Ceding the communications role to the existing media system may not always be a helpful substitute either. Conventional reportage is built not around nuance and weighted discussion, but the manufacture and presentation of conflict and controversy – which is doubly harmful for complex issues. If you don’t understand the methods used or the calculations undertaken to reach a scientific conclusion, taking sides in the debate – or basing a serious policy decision on it – would be like listening to a Frenchman and a German arguing in a third language you yourself have no understanding of (those dashed Europeans can be so clever that way), and concluding “I agree with the French guy because his accent sounds sexier.”

This is why the scientific community should appreciate – even treasure – those scientists and writers able to genuinely translate our work – to explain complex ideas and arguments to others without diluting their meaning. Simon Singh, Robert Winston, the late Carl Sagan…maybe not Simon Winchester, who has a nice turn of phrase, but to my thinking a tendency to undertake diversions off-topic that detract from the flow of thought (for anyone who may have read any of my previous posts, yes, I know – pot, kettle, black) – for these are our ambassadors – our public face.

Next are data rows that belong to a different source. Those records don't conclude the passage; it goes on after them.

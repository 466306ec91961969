use std::fmt;
use std::str::FromStr;

use base64::Engine;
use chrono::{DateTime, Utc};
use serde::{Deserialize, Serialize, Serializer};
use uuid::Uuid;

use crate::constants::THUMBNAIL_WIDTHS;
use crate::error::{AppError, ParentError};

#[derive(Debug, Clone, Copy, PartialEq, Eq, Serialize, Deserialize)]
#[serde(rename_all = "lowercase")]
pub enum FileType {
    Folder,
    File,
    Image,
}

impl FileType {
    pub fn as_str(&self) -> &'static str {
        match self {
            FileType::Folder => "folder",
            FileType::File => "file",
            FileType::Image => "image",
        }
    }

    /// Folders are the only nodes without stored content.
    pub fn has_content(&self) -> bool {
        !matches!(self, FileType::Folder)
    }
}

impl fmt::Display for FileType {
    fn fmt(&self, f: &mut fmt::Formatter<'_>) -> fmt::Result {
        f.write_str(self.as_str())
    }
}

impl FromStr for FileType {
    type Err = AppError;

    fn from_str(s: &str) -> Result<Self, Self::Err> {
        match s {
            "folder" => Ok(FileType::Folder),
            "file" => Ok(FileType::File),
            "image" => Ok(FileType::Image),
            _ => Err(AppError::MissingField("type")),
        }
    }
}

/// Where a node sits in its owner's tree. The root serializes as `0`.
#[derive(Debug, Clone, Copy, PartialEq, Eq, Hash, Default)]
pub enum ParentRef {
    #[default]
    Root,
    Folder(Uuid),
}

impl ParentRef {
    /// Interpret a client-supplied `parentId` body value.
    ///
    /// `null`, `0` and `"0"` mean the root. Anything that is not a file id
    /// cannot name an existing folder.
    pub fn from_json(value: &serde_json::Value) -> Result<Self, ParentError> {
        match value {
            serde_json::Value::Null => Ok(ParentRef::Root),
            serde_json::Value::Number(n) if n.as_u64() == Some(0) => Ok(ParentRef::Root),
            serde_json::Value::String(s) => Self::from_query(s).ok_or(ParentError::NotFound),
            _ => Err(ParentError::NotFound),
        }
    }

    /// Interpret a `parentId` query value. `None` means the value names no node.
    pub fn from_query(raw: &str) -> Option<Self> {
        let raw = raw.trim();
        if raw.is_empty() || raw == "0" {
            return Some(ParentRef::Root);
        }
        Uuid::parse_str(raw).ok().map(ParentRef::Folder)
    }

    pub fn folder_id(&self) -> Option<Uuid> {
        match self {
            ParentRef::Root => None,
            ParentRef::Folder(id) => Some(*id),
        }
    }
}

impl From<Option<Uuid>> for ParentRef {
    fn from(id: Option<Uuid>) -> Self {
        id.map_or(ParentRef::Root, ParentRef::Folder)
    }
}

impl Serialize for ParentRef {
    fn serialize<S: Serializer>(&self, serializer: S) -> Result<S::Ok, S::Error> {
        match self {
            ParentRef::Root => serializer.serialize_u8(0),
            ParentRef::Folder(id) => id.serialize(serializer),
        }
    }
}

/// A folder, file or image record in the metadata tree.
#[derive(Debug, Clone, Serialize)]
#[serde(rename_all = "camelCase")]
pub struct FileNode {
    pub id: Uuid,
    pub user_id: Uuid,
    pub name: String,
    #[serde(rename = "type")]
    pub file_type: FileType,
    pub is_public: bool,
    pub parent_id: ParentRef,
    /// Set exactly once for non-folders; never exposed to clients.
    #[serde(skip)]
    pub storage_key: Option<String>,
    #[serde(skip)]
    pub created_at: DateTime<Utc>,
}

/// Body of `POST /files` as sent by the client.
#[derive(Debug, Default, Deserialize)]
#[serde(rename_all = "camelCase")]
pub struct UploadRequest {
    #[serde(default)]
    pub name: Option<String>,
    #[serde(default, rename = "type")]
    pub file_type: Option<String>,
    #[serde(default)]
    pub parent_id: Option<serde_json::Value>,
    #[serde(default)]
    pub is_public: Option<bool>,
    /// Base64 content; required unless `type` is `folder`.
    #[serde(default)]
    pub data: Option<String>,
}

/// An upload that passed field validation. The parent has not been
/// resolved against the tree yet.
#[derive(Debug, Clone)]
pub struct NewUpload {
    pub name: String,
    pub file_type: FileType,
    pub parent: ParentRef,
    pub is_public: bool,
    /// Decoded bytes, present iff `file_type` has content.
    pub content: Option<Vec<u8>>,
}

impl UploadRequest {
    /// Checks run in order: name, type, data, parent id shape, data encoding.
    pub fn validate(self) -> Result<NewUpload, AppError> {
        let name = self
            .name
            .filter(|n| !n.is_empty())
            .ok_or(AppError::MissingField("name"))?;

        let file_type: FileType = self
            .file_type
            .as_deref()
            .ok_or(AppError::MissingField("type"))?
            .parse()?;

        let data = match file_type {
            FileType::Folder => None,
            _ => Some(
                self.data
                    .filter(|d| !d.is_empty())
                    .ok_or(AppError::MissingField("data"))?,
            ),
        };

        let parent = match &self.parent_id {
            Some(value) => ParentRef::from_json(value)?,
            None => ParentRef::Root,
        };

        let content = match data {
            Some(encoded) => Some(
                base64::engine::general_purpose::STANDARD
                    .decode(encoded.trim())
                    .map_err(|_| AppError::InvalidInput("Invalid data".to_string()))?,
            ),
            None => None,
        };

        Ok(NewUpload {
            name,
            file_type,
            parent,
            is_public: self.is_public.unwrap_or(false),
            content,
        })
    }
}

/// One of the fixed thumbnail widths.
#[derive(Debug, Clone, Copy, PartialEq, Eq, Hash)]
pub struct ThumbnailWidth(u32);

impl ThumbnailWidth {
    pub fn all() -> impl Iterator<Item = ThumbnailWidth> {
        THUMBNAIL_WIDTHS.into_iter().map(ThumbnailWidth)
    }

    pub fn get(&self) -> u32 {
        self.0
    }
}

impl TryFrom<u32> for ThumbnailWidth {
    type Error = AppError;

    fn try_from(width: u32) -> Result<Self, Self::Error> {
        if THUMBNAIL_WIDTHS.contains(&width) {
            Ok(ThumbnailWidth(width))
        } else {
            Err(AppError::InvalidInput("Invalid size".to_string()))
        }
    }
}

impl FromStr for ThumbnailWidth {
    type Err = AppError;

    fn from_str(s: &str) -> Result<Self, Self::Err> {
        let width: u32 = s
            .trim()
            .parse()
            .map_err(|_| AppError::InvalidInput("Invalid size".to_string()))?;
        ThumbnailWidth::try_from(width)
    }
}

impl fmt::Display for ThumbnailWidth {
    fn fmt(&self, f: &mut fmt::Formatter<'_>) -> fmt::Result {
        write!(f, "{}", self.0)
    }
}

#[cfg(test)]
mod tests {
    use super::*;
    use serde_json::json;

    fn request(body: serde_json::Value) -> UploadRequest {
        serde_json::from_value(body).unwrap()
    }

    #[test]
    fn test_root_parent_serializes_as_zero() {
        let node = FileNode {
            id: Uuid::new_v4(),
            user_id: Uuid::new_v4(),
            name: "docs".into(),
            file_type: FileType::Folder,
            is_public: false,
            parent_id: ParentRef::Root,
            storage_key: None,
            created_at: Utc::now(),
        };
        let value = serde_json::to_value(&node).unwrap();
        assert_eq!(value["parentId"], json!(0));
        assert_eq!(value["type"], json!("folder"));
        assert_eq!(value["isPublic"], json!(false));
        assert!(value.get("storageKey").is_none());
        assert!(value.get("createdAt").is_none());
    }

    #[test]
    fn test_parent_ref_accepts_root_spellings() {
        assert_eq!(ParentRef::from_json(&json!(0)), Ok(ParentRef::Root));
        assert_eq!(ParentRef::from_json(&json!("0")), Ok(ParentRef::Root));
        assert_eq!(ParentRef::from_json(&json!(null)), Ok(ParentRef::Root));
        let id = Uuid::new_v4();
        assert_eq!(
            ParentRef::from_json(&json!(id.to_string())),
            Ok(ParentRef::Folder(id))
        );
        assert_eq!(
            ParentRef::from_json(&json!("not-an-id")),
            Err(ParentError::NotFound)
        );
        assert_eq!(ParentRef::from_json(&json!(7)), Err(ParentError::NotFound));
    }

    #[test]
    fn test_upload_validation_order() {
        let err = request(json!({})).validate().unwrap_err();
        assert_eq!(err.to_string(), "Missing name");

        let err = request(json!({"name": "a"})).validate().unwrap_err();
        assert_eq!(err.to_string(), "Missing type");

        let err = request(json!({"name": "a", "type": "video"}))
            .validate()
            .unwrap_err();
        assert_eq!(err.to_string(), "Missing type");

        let err = request(json!({"name": "a", "type": "file", "parentId": "bogus"}))
            .validate()
            .unwrap_err();
        assert_eq!(err.to_string(), "Missing data");

        let err = request(json!({"name": "a", "type": "file", "data": "aGk=", "parentId": "bogus"}))
            .validate()
            .unwrap_err();
        assert_eq!(err.to_string(), "Parent not found");

        let err = request(json!({"name": "a", "type": "file", "data": "!!!"}))
            .validate()
            .unwrap_err();
        assert_eq!(err.to_string(), "Invalid data");
    }

    #[test]
    fn test_folder_upload_ignores_data() {
        let upload = request(json!({"name": "docs", "type": "folder", "data": "aGk="}))
            .validate()
            .unwrap();
        assert!(upload.content.is_none());
        assert_eq!(upload.parent, ParentRef::Root);
        assert!(!upload.is_public);
    }

    #[test]
    fn test_file_upload_decodes_content() {
        let upload = request(json!({"name": "hi.txt", "type": "file", "data": "aGVsbG8=", "isPublic": true}))
            .validate()
            .unwrap();
        assert_eq!(upload.content.as_deref(), Some(&b"hello"[..]));
        assert!(upload.is_public);
    }

    #[test]
    fn test_thumbnail_width_parsing() {
        assert_eq!("250".parse::<ThumbnailWidth>().unwrap().get(), 250);
        assert!("300".parse::<ThumbnailWidth>().is_err());
        assert!("abc".parse::<ThumbnailWidth>().is_err());
        let widths: Vec<u32> = ThumbnailWidth::all().map(|w| w.get()).collect();
        assert_eq!(widths, vec![500, 250, 100]);
    }
}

This is also why we should welcome and encourage the incorporation of communication skills teaching into science degree programmes. This addition has recently become a core element of the new degree structure at the University of Western Australia where I work – not without some controversy among both staff and prospective students. Personally, I have never needed convincing in regards to the importance of training scientists in this area. Indeed, I would go so far as to say that no-one who has ever marked undergraduate essays from science students could ever query that suggestion.

Beyond my self-serving investment in the idea, however, is a more serious foundation. By training future scientists in the skills and strategies of communication – or at the very least making them aware of the significance of this area – we can work to close this gap and see a better informed discussion of scientific subjects in the broader public sphere.

Increasing the fundamental communications skills of our scientific graduate cohort has additional benefits too. This is about more than just making your ideas sound impressive. Learning to structure an essay, or mastering the rhetoric of a compelling argument can in themselves make our students better scientists – providing a mental template for the robust logical interpretation of ideas. You can collect all the data you want, allow your thoughts so roam as wide and soar as high as the limits of infinity, but like an inversion of Heisenberg’s uncertainty principle, it is the act of precisely describing your findings clearly to others that ultimately crystallizes them – pinning them to the page and making them real.

So my fellow scientists, let us value and applaud the communicators in our midst and work together towards a future of better informed, relevant debate of scientific ideas within the social landscape. To take the discussion full-circle then – we might not be able to touch Shakespeare, but at the very least, let’s all try to up our Monkey Quotient a few notches.